» **Given data**
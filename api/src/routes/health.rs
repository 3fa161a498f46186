use crate::{AppState, config::BackendMode};
use axum::{Json, extract::State};
use chrono::Utc;

/// GET /health
/// Reports which backend the service is reading from.
pub async fn health_check(State(state): State<AppState>) -> Json<serde_json::Value> {
    let backend = match state.config.backend {
        BackendMode::Remote { .. } => "remote",
        BackendMode::Memory => "memory",
    };

    Json(serde_json::json!({
        "service": env!("CARGO_PKG_NAME"),
        "status": "healthy",
        "backend": backend,
        "time": Utc::now().to_rfc3339(),
    }))
}
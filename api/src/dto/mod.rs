mod requests;
mod responses;

pub use requests::{
    ContactRequest, CreateAnswerRequest, CreatePostRequest, FeedQuery, InteractionsQuery,
    ReportRequest, UpdatePostRequest, UpdateProfileRequest,
};
pub use responses::{
    ActionResponse, InteractionResponse, Notice, NoticeVariant, PaginatedResponse,
    ProfileOverview, UploadResponse,
};
use crate::{backend::Backend, config::Config};
use governor::{DefaultKeyedRateLimiter, Quota, RateLimiter};
use std::{num::NonZeroU32, sync::Arc};
use uuid::Uuid;

// ============================================================================
// APPLICATION STATE - Shared data across all requests
// ============================================================================
/// Everything a handler needs, injected through axum's `State` instead of globals.
///
/// `backend` is the single source of truth; nothing here caches records.
#[derive(Clone)]
pub struct AppState {
    pub backend: Arc<dyn Backend>,
    pub config: Arc<Config>,
    write_limiter: Arc<DefaultKeyedRateLimiter<Uuid>>,
}

impl AppState {
    pub fn new(backend: Arc<dyn Backend>, config: Config) -> Self {
        let per_second = NonZeroU32::new(config.write_rate_per_second).unwrap_or(NonZeroU32::MIN);

        Self {
            backend,
            config: Arc::new(config),
            write_limiter: Arc::new(RateLimiter::keyed(Quota::per_second(per_second))),
        }
    }

    /// Whether `user_id` may issue another write right now.
    pub fn allow_write(&self, user_id: Uuid) -> bool {
        self.write_limiter.check_key(&user_id).is_ok()
    }

    /// Forget users whose write quota has fully refilled.
    pub fn prune_write_limiter(&self) {
        self.write_limiter.retain_recent();
        self.write_limiter.shrink_to_fit();
    }

    /// Number of users the write limiter currently tracks.
    pub fn tracked_writers(&self) -> usize {
        self.write_limiter.len()
    }
}

#[cfg(test)]
mod tests {
    use super::*;
    use crate::backend::MemoryBackend;

    #[test]
    fn write_quota_is_per_user() {
        let mut config = Config::local("secret");
        config.write_rate_per_second = 2;
        let state = AppState::new(Arc::new(MemoryBackend::new("http://localhost")), config);

        let (alice, bob) = (Uuid::new_v4(), Uuid::new_v4());
        assert!(state.allow_write(alice));
        assert!(state.allow_write(alice));
        assert!(!state.allow_write(alice));
        assert!(state.allow_write(bob));
    }

    #[test]
    fn idle_writers_are_pruned() {
        let mut config = Config::local("secret");
        config.write_rate_per_second = 1000;
        let state = AppState::new(Arc::new(MemoryBackend::new("http://localhost")), config);

        for _ in 0..500 {
            assert!(state.allow_write(Uuid::new_v4()));
        }
        assert_eq!(state.tracked_writers(), 500);

        // One spent cell refills in a millisecond at this rate.
        std::thread::sleep(std::time::Duration::from_millis(50));
        state.prune_write_limiter();
        assert_eq!(state.tracked_writers(), 0);
    }
}
use super::Category;
use chrono::{DateTime, Utc};
use serde::{Deserialize, Serialize};
use uuid::Uuid;

/// Display identity attached to a post or answer.
///
/// Absent when the author never set up a profile; clients render those as anonymous.
#[derive(Debug, Clone, PartialEq, Eq, Serialize, Deserialize)]
pub struct Author {
    pub name: Option<String>,
    pub avatar_url: Option<String>,
}

#[derive(Debug, Clone, Serialize, Deserialize)]
pub struct Post {
    pub id: Uuid,
    #[serde(skip_serializing)]
    pub user_id: Option<Uuid>,
    pub title: String,
    pub description: String,
    pub category: Category,
    pub likes: i64,
    pub dislikes: i64,
    pub image_url: Option<String>,
    pub author: Option<Author>,
    pub answers: Vec<Answer>,
    pub created_at: DateTime<Utc>,
}

#[derive(Debug, Clone, Serialize, Deserialize)]
pub struct Answer {
    pub id: Uuid,
    pub post_id: Uuid,
    #[serde(skip_serializing)]
    pub user_id: Option<Uuid>,
    pub content: String,
    pub likes: i64,
    pub dislikes: i64,
    pub author: Option<Author>,
    pub created_at: DateTime<Utc>,
}

impl Post {
    pub fn is_owned_by(&self, user_id: Uuid) -> bool {
        self.user_id == Some(user_id)
    }

    /// Every user id referenced by the post and its answers.
    pub fn author_ids(&self) -> impl Iterator<Item = Uuid> + '_ {
        self.user_id
            .into_iter()
            .chain(self.answers.iter().filter_map(|a| a.user_id))
    }
}
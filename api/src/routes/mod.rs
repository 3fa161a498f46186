pub mod answer;
pub mod contact;
pub mod health;
pub mod interaction;
pub mod post;
pub mod profile;
use axum::{
    extract::{Multipart, multipart::MultipartError},
    http::StatusCode,
};
use bytes::Bytes;
use chrono::{DateTime, Utc};
use uuid::Uuid;

use crate::errors::ApiError;

const FILE_FIELD: &str = "file";
const FALLBACK_EXTENSION: &str = "img";

#[derive(Debug, Clone)]
pub struct ImageFile {
    pub file_name: Option<String>,
    pub content_type: String,
    pub bytes: Bytes,
}

impl ImageFile {
    /// Accept only `image/*` payloads no larger than `limit_bytes`.
    pub fn check(&self, limit_bytes: usize) -> Result<(), ApiError> {
        if !self.content_type.starts_with("image/") {
            return Err(ApiError::UnsupportedMedia(self.content_type.clone()));
        }
        if self.bytes.len() > limit_bytes {
            return Err(ApiError::FileTooLarge { limit_bytes });
        }
        Ok(())
    }

    /// File extension taken from the upload's name, else from its MIME subtype.
    pub fn extension(&self) -> String {
        let from_name = self
            .file_name
            .as_deref()
            .and_then(|name| name.rsplit_once('.'))
            .map(|(_, ext)| sanitize(ext));

        let from_mime = || {
            self.content_type
                .split_once('/')
                .map(|(_, subtype)| sanitize(subtype))
        };

        from_name
            .filter(|ext| !ext.is_empty())
            .or_else(|| from_mime().filter(|ext| !ext.is_empty()))
            .unwrap_or_else(|| FALLBACK_EXTENSION.to_string())
    }
}

fn sanitize(ext: &str) -> String {
    ext.chars()
        .take_while(char::is_ascii_alphanumeric)
        .take(8)
        .collect::<String>()
        .to_ascii_lowercase()
}

/// Pull the `file` part out of a multipart body.
pub async fn read_image(multipart: &mut Multipart, limit_bytes: usize) -> Result<ImageFile, ApiError> {
    let reject = |e: MultipartError| {
        if e.status() == StatusCode::PAYLOAD_TOO_LARGE {
            ApiError::FileTooLarge { limit_bytes }
        } else {
            ApiError::ValidationError(e.body_text())
        }
    };

    while let Some(field) = multipart.next_field().await.map_err(reject)? {
        if field.name() != Some(FILE_FIELD) {
            continue;
        }

        let file_name = field.file_name().map(str::to_string);
        let content_type = field
            .content_type()
            .unwrap_or("application/octet-stream")
            .to_string();
        let bytes = field.bytes().await.map_err(reject)?;

        return Ok(ImageFile {
            file_name,
            content_type,
            bytes,
        });
    }

    Err(ApiError::ValidationError("Please choose an image to upload.".into()))
}

pub fn post_image_path(image: &ImageFile) -> String {
    format!("{}.{}", Uuid::new_v4(), image.extension())
}

pub fn avatar_path(user_id: Uuid, image: &ImageFile) -> String {
    format!("{}/avatar.{}", user_id, image.extension())
}

/// Append a timestamp so clients refetch an object stored at an unchanged path.
pub fn cache_busted(url: &str, at: DateTime<Utc>) -> String {
    let separator = if url.contains('?') { '&' } else { '?' };
    format!("{url}{separator}t={}", at.timestamp_millis())
}

#[cfg(test)]
mod tests {
    use super::*;
    use chrono::TimeZone;

    fn image(name: Option<&str>, content_type: &str, len: usize) -> ImageFile {
        ImageFile {
            file_name: name.map(str::to_string),
            content_type: content_type.into(),
            bytes: Bytes::from(vec![0u8; len]),
        }
    }

    #[test]
    fn rejects_non_images() {
        let err = image(Some("notes.pdf"), "application/pdf", 10).check(1024).unwrap_err();
        assert!(matches!(err, ApiError::UnsupportedMedia(_)));
    }

    #[test]
    fn enforces_ceiling_inclusively() {
        let limit = 2 * 1024 * 1024;
        assert!(image(None, "image/png", limit).check(limit).is_ok());
        let err = image(None, "image/png", limit + 1).check(limit).unwrap_err();
        assert!(matches!(err, ApiError::FileTooLarge { limit_bytes } if limit_bytes == limit));
    }

    #[test]
    fn extension_prefers_file_name() {
        assert_eq!(image(Some("Me.JPG"), "image/jpeg", 1).extension(), "jpg");
        assert_eq!(image(Some("photo"), "image/svg+xml", 1).extension(), "svg");
        assert_eq!(image(None, "image/", 1).extension(), "img");
        assert_eq!(image(Some("x.p/../ng"), "image/png", 1).extension(), "png");
    }

    #[test]
    fn paths_follow_bucket_layout() {
        let user = Uuid::nil();
        let png = image(Some("a.png"), "image/png", 1);
        assert_eq!(avatar_path(user, &png), format!("{user}/avatar.png"));
        assert!(post_image_path(&png).ends_with(".png"));
    }

    #[test]
    fn cache_buster_uses_millis() {
        let at = Utc.timestamp_millis_opt(1_700_000_000_123).unwrap();
        assert_eq!(cache_busted("http://x/a.png", at), "http://x/a.png?t=1700000000123");
        assert_eq!(cache_busted("http://x/a.png?v=1", at), "http://x/a.png?v=1&t=1700000000123");
    }
}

» **Exercise brief**
Among the records, how many lines include the string "matches"? State the number and add nothing.

» **Response to the exercise**
2